use crate::{
    config::GenerationConfig,
    error::Result,
    render::{render_index, render_preview},
    scanner::{ScanResult, Scanner},
    writer::write_file_atomic,
};
use serde::Serialize;
use std::path::{Path, PathBuf};
use std::time::Instant;
use tracing::{debug, info, instrument, warn};

/// Answer to "the index file already exists".
#[derive(Debug, Clone, Copy, PartialEq, Eq)]
pub enum ConflictDecision {
    /// Replace the existing file
    Overwrite,
    /// Leave the existing file and record it as skipped
    Skip,
    /// Stop processing this and all remaining roots
    AbortAll,
}

/// Decides what to do when an index file already exists.
///
/// Implemented for closures and for [`ConflictDecision`] itself, which
/// gives the same answer for every file.
pub trait ConflictPolicy {
    /// Called once per existing index file, in root order.
    fn resolve(&mut self, index_path: &Path) -> ConflictDecision;
}

impl<F> ConflictPolicy for F
where
    F: FnMut(&Path) -> ConflictDecision,
{
    fn resolve(&mut self, index_path: &Path) -> ConflictDecision {
        self(index_path)
    }
}

impl ConflictPolicy for ConflictDecision {
    fn resolve(&mut self, _index_path: &Path) -> ConflictDecision {
        *self
    }
}

/// An index file that could not be written.
#[derive(Debug, Clone, PartialEq, Eq, Serialize)]
pub struct FailedWrite {
    /// Target index path
    pub path: PathBuf,

    /// Human-readable error message
    pub message: String,
}

/// What a generation run did, root by root.
#[derive(Debug, Clone, Default, PartialEq, Eq, Serialize)]
pub struct GenerationOutcome {
    /// Index files written
    pub created: Vec<PathBuf>,

    /// Existing index files left untouched
    pub skipped: Vec<PathBuf>,

    /// Index files whose write failed
    pub failed: Vec<FailedWrite>,

    /// True if the conflict policy stopped the run early
    pub aborted: bool,
}

impl GenerationOutcome {
    /// Returns true if nothing was created, skipped or failed.
    #[must_use]
    pub fn is_empty(&self) -> bool {
        self.created.is_empty() && self.skipped.is_empty() && self.failed.is_empty()
    }

    /// Returns true if at least one write failed.
    #[must_use]
    pub fn has_failures(&self) -> bool {
        !self.failed.is_empty()
    }
}

/// Scans roots, previews and writes index files for one configuration.
#[derive(Debug, Clone)]
pub struct Pipeline {
    config: GenerationConfig,
    scanner: Scanner,
}

impl Pipeline {
    /// Creates a new pipeline with the given configuration.
    ///
    /// # Errors
    ///
    /// Returns an error if configuration validation fails.
    pub fn new(config: GenerationConfig) -> Result<Self> {
        config.validate()?;
        let scanner = Scanner::new(&config)?;

        Ok(Self { config, scanner })
    }

    /// The configuration this pipeline runs with.
    #[must_use]
    pub const fn config(&self) -> &GenerationConfig {
        &self.config
    }

    /// Scans the roots from scratch.
    pub fn scan<I, P>(&self, roots: I) -> ScanResult
    where
        I: IntoIterator<Item = P>,
        P: AsRef<Path>,
    {
        let start = Instant::now();
        let result = self.scanner.scan(roots);

        info!(
            "Found {} component files in {} folders in {:.2}s",
            result.total_components(),
            result.len(),
            start.elapsed().as_secs_f64()
        );
        result
    }

    /// Renders the combined preview of all non-empty roots.
    #[must_use]
    pub fn preview(&self, scan: &ScanResult) -> String {
        render_preview(scan, self.config.export_style, self.config.module_extension)
    }

    /// Writes one index file per non-empty root.
    ///
    /// # Process
    ///
    /// For each root in scan order:
    /// 1. Roots without components are skipped silently
    /// 2. An existing index file is passed to `policy`
    /// 3. The index content is rendered and written in one step
    ///
    /// A failed write is recorded and the next root is processed. The run
    /// stops early only when `policy` answers [`ConflictDecision::AbortAll`];
    /// roots processed before that keep their outcome.
    ///
    /// # Examples
    ///
    /// ```no_run
    /// use barrel_gen::{ConflictDecision, GenerationConfig, Pipeline};
    ///
    /// # fn main() -> barrel_gen::Result<()> {
    /// let pipeline = Pipeline::new(GenerationConfig::default())?;
    /// let scan = pipeline.scan(["./src/components"]);
    ///
    /// let outcome = pipeline.generate(&scan, ConflictDecision::Skip);
    /// println!("{} created, {} skipped", outcome.created.len(), outcome.skipped.len());
    /// # Ok(())
    /// # }
    /// ```
    #[must_use]
    pub fn generate<P: ConflictPolicy>(&self, scan: &ScanResult, policy: P) -> GenerationOutcome {
        generate_indexes(scan, &self.config, policy)
    }
}

/// Per-root generation loop shared by [`Pipeline::generate`] and
/// [`crate::generate`].
#[instrument(skip_all, fields(roots = scan.len(), style = %config.export_style))]
pub(crate) fn generate_indexes<P: ConflictPolicy>(
    scan: &ScanResult,
    config: &GenerationConfig,
    mut policy: P,
) -> GenerationOutcome {
    let start = Instant::now();
    let index_filename = config.index_filename();
    let mut outcome = GenerationOutcome::default();

    for entry in scan {
        if entry.components.is_empty() {
            debug!("No components in {}, skipping", entry.root.display());
            continue;
        }

        let index_path = entry.root.join(&index_filename);

        if index_path.exists() {
            match policy.resolve(&index_path) {
                ConflictDecision::Overwrite => {
                    debug!("Overwriting {}", index_path.display());
                }
                ConflictDecision::Skip => {
                    debug!("Keeping existing {}", index_path.display());
                    outcome.skipped.push(index_path);
                    continue;
                }
                ConflictDecision::AbortAll => {
                    warn!("Generation aborted at {}", index_path.display());
                    outcome.aborted = true;
                    break;
                }
            }
        }

        let content = render_index(&entry.components, config.export_style, config.module_extension);

        match write_file_atomic(&index_path, &content) {
            Ok(()) => outcome.created.push(index_path),
            Err(e) => {
                warn!("Failed to write {}: {}", index_path.display(), e);
                outcome.failed.push(FailedWrite {
                    path: index_path,
                    message: e.to_string(),
                });
            }
        }
    }

    info!(
        "Generation finished in {:.2}s: {} created, {} skipped, {} failed",
        start.elapsed().as_secs_f64(),
        outcome.created.len(),
        outcome.skipped.len(),
        outcome.failed.len()
    );

    outcome
}
use crate::error::{Error, Result};
use crate::filter::DirectoryFilter;
use serde::{Deserialize, Serialize};
use std::fmt;

/// Component file suffixes picked up when none are configured.
pub const DEFAULT_FILE_EXTENSIONS: [&str; 4] = [".tsx", ".jsx", ".ts", ".js"];

/// Style of the generated export statements.
#[derive(Debug, Clone, Copy, PartialEq, Eq, Default, Serialize, Deserialize)]
#[serde(rename_all = "lowercase")]
pub enum ExportStyle {
    /// `export { Name } from './path'`, sorted by component name
    #[default]
    Named,
    /// `export * from './path'`, sorted by relative path
    Reexport,
}

impl ExportStyle {
    /// Returns the identifier used in settings files and on the command line.
    #[must_use]
    pub const fn as_str(self) -> &'static str {
        match self {
            Self::Named => "named",
            Self::Reexport => "reexport",
        }
    }
}

impl fmt::Display for ExportStyle {
    fn fmt(&self, f: &mut fmt::Formatter<'_>) -> fmt::Result {
        f.write_str(self.as_str())
    }
}

/// Extension of the generated index module.
#[derive(Debug, Clone, Copy, PartialEq, Eq, Default)]
pub enum ModuleExtension {
    /// `index.ts`
    #[default]
    Ts,
    /// `index.js`
    Js,
}

impl ModuleExtension {
    /// Picks `.ts` or `.js` from the "use TypeScript" preference.
    #[must_use]
    pub const fn from_typescript(use_typescript: bool) -> Self {
        if use_typescript { Self::Ts } else { Self::Js }
    }

    /// Returns the extension including the leading dot.
    #[must_use]
    pub const fn as_str(self) -> &'static str {
        match self {
            Self::Ts => ".ts",
            Self::Js => ".js",
        }
    }

    /// Returns true for the TypeScript extension.
    #[must_use]
    pub const fn is_typescript(self) -> bool {
        matches!(self, Self::Ts)
    }
}

impl fmt::Display for ModuleExtension {
    fn fmt(&self, f: &mut fmt::Formatter<'_>) -> fmt::Result {
        f.write_str(self.as_str())
    }
}

/// Settings for one scan/generate run.
///
/// Use [`GenerationConfig::builder()`] to construct a new configuration.
#[derive(Debug, Clone, PartialEq, Eq)]
#[non_exhaustive]
pub struct GenerationConfig {
    /// Extension of the generated index file
    pub module_extension: ModuleExtension,

    /// Export statement style
    pub export_style: ExportStyle,

    /// Filename suffixes that mark a component file (case-sensitive)
    pub file_extensions: Vec<String>,

    /// Extra glob patterns for directories to prune while scanning
    pub exclude_directories: Vec<String>,
}

impl GenerationConfig {
    /// Creates a new configuration builder.
    ///
    /// # Examples
    ///
    /// ```
    /// use barrel_gen::{ExportStyle, GenerationConfig, ModuleExtension};
    ///
    /// let config = GenerationConfig::builder()
    ///     .export_style(ExportStyle::Reexport)
    ///     .module_extension(ModuleExtension::Js)
    ///     .build()
    ///     .expect("valid configuration");
    ///
    /// assert_eq!(config.index_filename(), "index.js");
    /// ```
    #[must_use]
    pub fn builder() -> GenerationConfigBuilder {
        GenerationConfigBuilder::default()
    }

    /// Name of the index file written at the top of each root.
    #[must_use]
    pub fn index_filename(&self) -> String {
        format!("index{}", self.module_extension)
    }

    /// Validates the configuration.
    ///
    /// # Errors
    ///
    /// Returns an error if:
    /// - No file extensions are configured
    /// - An extension is empty
    /// - An exclude pattern is not a valid glob
    pub fn validate(&self) -> Result<()> {
        if self.file_extensions.is_empty() {
            return Err(Error::config("at least one file extension is required"));
        }

        if self.file_extensions.iter().any(String::is_empty) {
            return Err(Error::config("file extensions must not be empty"));
        }

        DirectoryFilter::new(&self.exclude_directories)?;

        Ok(())
    }
}

impl Default for GenerationConfig {
    fn default() -> Self {
        Self {
            module_extension: ModuleExtension::Ts,
            export_style: ExportStyle::Named,
            file_extensions: default_file_extensions(),
            exclude_directories: Vec::new(),
        }
    }
}

/// Builder for creating a [`GenerationConfig`].
#[derive(Debug, Default)]
pub struct GenerationConfigBuilder {
    module_extension: Option<ModuleExtension>,
    export_style: Option<ExportStyle>,
    file_extensions: Option<Vec<String>>,
    exclude_directories: Vec<String>,
}

impl GenerationConfigBuilder {
    /// Sets the index module extension.
    #[must_use]
    pub fn module_extension(mut self, extension: ModuleExtension) -> Self {
        self.module_extension = Some(extension);
        self
    }

    /// Shorthand for `.ts` (true) or `.js` (false).
    #[must_use]
    pub fn use_typescript(self, enabled: bool) -> Self {
        self.module_extension(ModuleExtension::from_typescript(enabled))
    }

    /// Sets the export statement style.
    #[must_use]
    pub fn export_style(mut self, style: ExportStyle) -> Self {
        self.export_style = Some(style);
        self
    }

    /// Replaces the component file suffixes.
    ///
    /// Duplicates are dropped, first occurrence wins.
    #[must_use]
    pub fn file_extensions<I, S>(mut self, extensions: I) -> Self
    where
        I: IntoIterator<Item = S>,
        S: Into<String>,
    {
        let mut unique: Vec<String> = Vec::new();
        for ext in extensions {
            let ext = ext.into();
            if !unique.contains(&ext) {
                unique.push(ext);
            }
        }
        self.file_extensions = Some(unique);
        self
    }

    /// Adds glob patterns for directories to skip while scanning.
    #[must_use]
    pub fn exclude_directories<I, S>(mut self, patterns: I) -> Self
    where
        I: IntoIterator<Item = S>,
        S: Into<String>,
    {
        self.exclude_directories
            .extend(patterns.into_iter().map(Into::into));
        self
    }

    /// Builds the configuration.
    ///
    /// # Errors
    ///
    /// Returns an error if validation fails.
    pub fn build(self) -> Result<GenerationConfig> {
        let config = GenerationConfig {
            module_extension: self.module_extension.unwrap_or_default(),
            export_style: self.export_style.unwrap_or_default(),
            file_extensions: self
                .file_extensions
                .unwrap_or_else(default_file_extensions),
            exclude_directories: self.exclude_directories,
        };

        config.validate()?;
        Ok(config)
    }
}

/// Returns the default component suffixes as owned strings.
#[must_use]
pub fn default_file_extensions() -> Vec<String> {
    DEFAULT_FILE_EXTENSIONS
        .iter()
        .map(|ext| (*ext).to_string())
        .collect()
}
use std::path::PathBuf;
use thiserror::Error;

/// Result type alias using the library's Error type.
pub type Result<T> = std::result::Result<T, Error>;

/// Error types for the barrel-gen library.
///
/// Per-file read failures during a scan and per-root write failures during
/// generation are not represented here: the former are skipped, the latter
/// are collected into [`GenerationOutcome`](crate::GenerationOutcome).
#[derive(Error, Debug, Clone)]
#[non_exhaustive]
pub enum Error {
    /// IO error with context about the file path.
    #[error("IO error accessing '{path}': {message}")]
    Io {
        /// Path where the error occurred
        path: PathBuf,
        /// Error message
        message: String,
    },

    /// Configuration validation error.
    #[error("Invalid configuration: {message}")]
    Config {
        /// Detailed error message
        message: String,
    },

    /// Invalid directory exclusion pattern.
    #[error("Invalid exclude pattern '{pattern}': {reason}")]
    InvalidPattern {
        /// The invalid pattern
        pattern: String,
        /// Reason why it's invalid
        reason: String,
    },

    /// Report template error.
    #[error("Failed to render template '{template}': {message}")]
    Template {
        /// Template name
        template: String,
        /// Error message
        message: String,
    },

    /// JSON serialization error.
    #[error("Serialization error: {message}")]
    Serialization {
        /// Error message
        message: String,
    },
}

impl Error {
    /// Creates an IO error with path context.
    #[must_use]
    pub fn io(path: impl Into<PathBuf>, source: std::io::Error) -> Self {
        Self::Io {
            path: path.into(),
            message: source.to_string(),
        }
    }

    /// Creates a configuration error.
    #[must_use]
    pub fn config(message: impl Into<String>) -> Self {
        Self::Config {
            message: message.into(),
        }
    }

    /// Creates a template error.
    #[must_use]
    pub fn template(template: impl Into<String>, source: &tera::Error) -> Self {
        Self::Template {
            template: template.into(),
            message: source.to_string(),
        }
    }

    /// Creates an invalid pattern error.
    #[must_use]
    pub fn invalid_pattern(pattern: impl Into<String>, reason: impl Into<String>) -> Self {
        Self::InvalidPattern {
            pattern: pattern.into(),
            reason: reason.into(),
        }
    }

    /// Returns true if this is an IO error.
    #[must_use]
    pub const fn is_io(&self) -> bool {
        matches!(self, Self::Io { .. })
    }

    /// Returns true if this is a configuration error.
    #[must_use]
    pub const fn is_config(&self) -> bool {
        matches!(self, Self::Config { .. })
    }
}

impl From<serde_json::Error> for Error {
    fn from(e: serde_json::Error) -> Self {
        Self::Serialization {
            message: e.to_string(),
        }
    }
}

#[cfg(test)]
mod tests {
    use super::*;

    #[test]
    fn test_error_creation() {
        let err = Error::config("test message");
        assert!(err.is_config());
        assert!(err.to_string().contains("test message"));
    }

    #[test]
    fn test_io_error() {
        let io_err = std::io::Error::new(std::io::ErrorKind::PermissionDenied, "denied");
        let err = Error::io("/tmp/components/index.ts", io_err);
        assert!(err.is_io());
        assert!(err.to_string().contains("/tmp/components/index.ts"));
        assert!(err.to_string().contains("denied"));
    }

    #[test]
    fn test_invalid_pattern_error() {
        let err = Error::invalid_pattern("[", "unclosed character class");
        assert!(!err.is_config());
        assert!(err.to_string().contains("'['"));
    }

    #[test]
    fn test_serialization_error() {
        let json_err = serde_json::from_str::<serde_json::Value>("invalid json").unwrap_err();
        let err: Error = json_err.into();
        assert!(err.to_string().contains("Serialization error"));
    }
}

EXERCISE DIRECTIONS:
Show all lines above that contain "skipped".

RESULT OF THIS TASK:
    /// Leave the existing file and record it as skipped
    pub skipped: Vec<PathBuf>,
    /// Returns true if nothing was created, skipped or failed.
        self.created.is_empty() && self.skipped.is_empty() && self.failed.is_empty()
    /// 1. Roots without components are skipped silently
    /// println!("{} created, {} skipped", outcome.created.len(), outcome.skipped.len());
                    outcome.skipped.push(index_path);
        "Generation finished in {:.2}s: {} created, {} skipped, {} failed",
        outcome.skipped.len(),
/// generation are not represented here: the former are skipped, the latter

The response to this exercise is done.